[Stored entries]

//! Component-local error types. Each error enum matches the fallible surface of one
//! component in the design (room state, registry, persistence, wire protocol); the
//! session layer is the single place these get turned into user-facing text.

use thiserror::Error;

/// Errors raised while applying a command to a room's in-memory state.
#[derive(Debug, Error, Clone, PartialEq, Eq)]
pub enum RoomError {
    #[error("readonly role cannot perform this action")]
    ReadonlyRole,
    #[error("element id '{0}' already exists")]
    DuplicateElement(String),
    #[error("layer id '{0}' already exists")]
    DuplicateLayer(String),
    #[error("cannot delete the last layer in a room")]
    LastLayer,
    #[error("wrong password")]
    WrongPassword,
}

/// Errors raised by the room registry (lookup, creation, deletion).
#[derive(Debug, Error)]
pub enum RegistryError {
    #[error("invalid room name '{0}': must be 3-50 chars matching [A-Za-z0-9-]+")]
    InvalidName(String),
    #[error("room '{0}' does not exist")]
    NotFound(String),
    #[error(transparent)]
    Persistence(#[from] PersistenceError),
}

/// Errors from the snapshot persistence layer.
#[derive(Debug, Error)]
pub enum PersistenceError {
    #[error("io error writing snapshot for '{room}': {source}")]
    Io {
        room: String,
        #[source]
        source: std::io::Error,
    },
    #[error("snapshot for '{0}' is corrupt")]
    Corrupt(String),
}

/// Errors raised while decoding an inbound WebSocket frame.
#[derive(Debug, Error)]
pub enum ProtocolError {
    #[error("frame exceeds maximum size of {max} bytes")]
    TooLarge { max: usize },
    #[error("frame is not valid UTF-8 JSON: {0}")]
    Malformed(String),
    #[error("missing or unknown frame type: {0}")]
    UnknownType(String),
}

* Exercise objective *
Send back each record exactly as it stands.

* Completed exercise *
//! Component-local error types. Each error enum matches the fallible surface of one
//! component in the design (room state, registry, persistence, wire protocol); the
//! session layer is the single place these get turned into user-facing text.

use thiserror::Error;

/// Errors raised while applying a command to a room's in-memory state.
#[derive(Debug, Error, Clone, PartialEq, Eq)]
pub enum RoomError {
    #[error("readonly role cannot perform this action")]
    ReadonlyRole,
    #[error("element id '{0}' already exists")]
    DuplicateElement(String),
    #[error("layer id '{0}' already exists")]
    DuplicateLayer(String),
    #[error("cannot delete the last layer in a room")]
    LastLayer,
    #[error("wrong password")]
    WrongPassword,
}

/// Errors raised by the room registry (lookup, creation, deletion).
#[derive(Debug, Error)]
pub enum RegistryError {
    #[error("invalid room name '{0}': must be 3-50 chars matching [A-Za-z0-9-]+")]
    InvalidName(String),
    #[error("room '{0}' does not exist")]
    NotFound(String),
    #[error(transparent)]
    Persistence(#[from] PersistenceError),
}

/// Errors from the snapshot persistence layer.
#[derive(Debug, Error)]
pub enum PersistenceError {
    #[error("io error writing snapshot for '{room}': {source}")]
    Io {
        room: String,
        #[source]
        source: std::io::Error,
    },
    #[error("snapshot for '{0}' is corrupt")]
    Corrupt(String),
}

/// Errors raised while decoding an inbound WebSocket frame.
#[derive(Debug, Error)]
pub enum ProtocolError {
    #[error("frame exceeds maximum size of {max} bytes")]
    TooLarge { max: usize },
    #[error("frame is not valid UTF-8 JSON: {0}")]
    Malformed(String),
    #[error("missing or unknown frame type: {0}")]
    UnknownType(String),
}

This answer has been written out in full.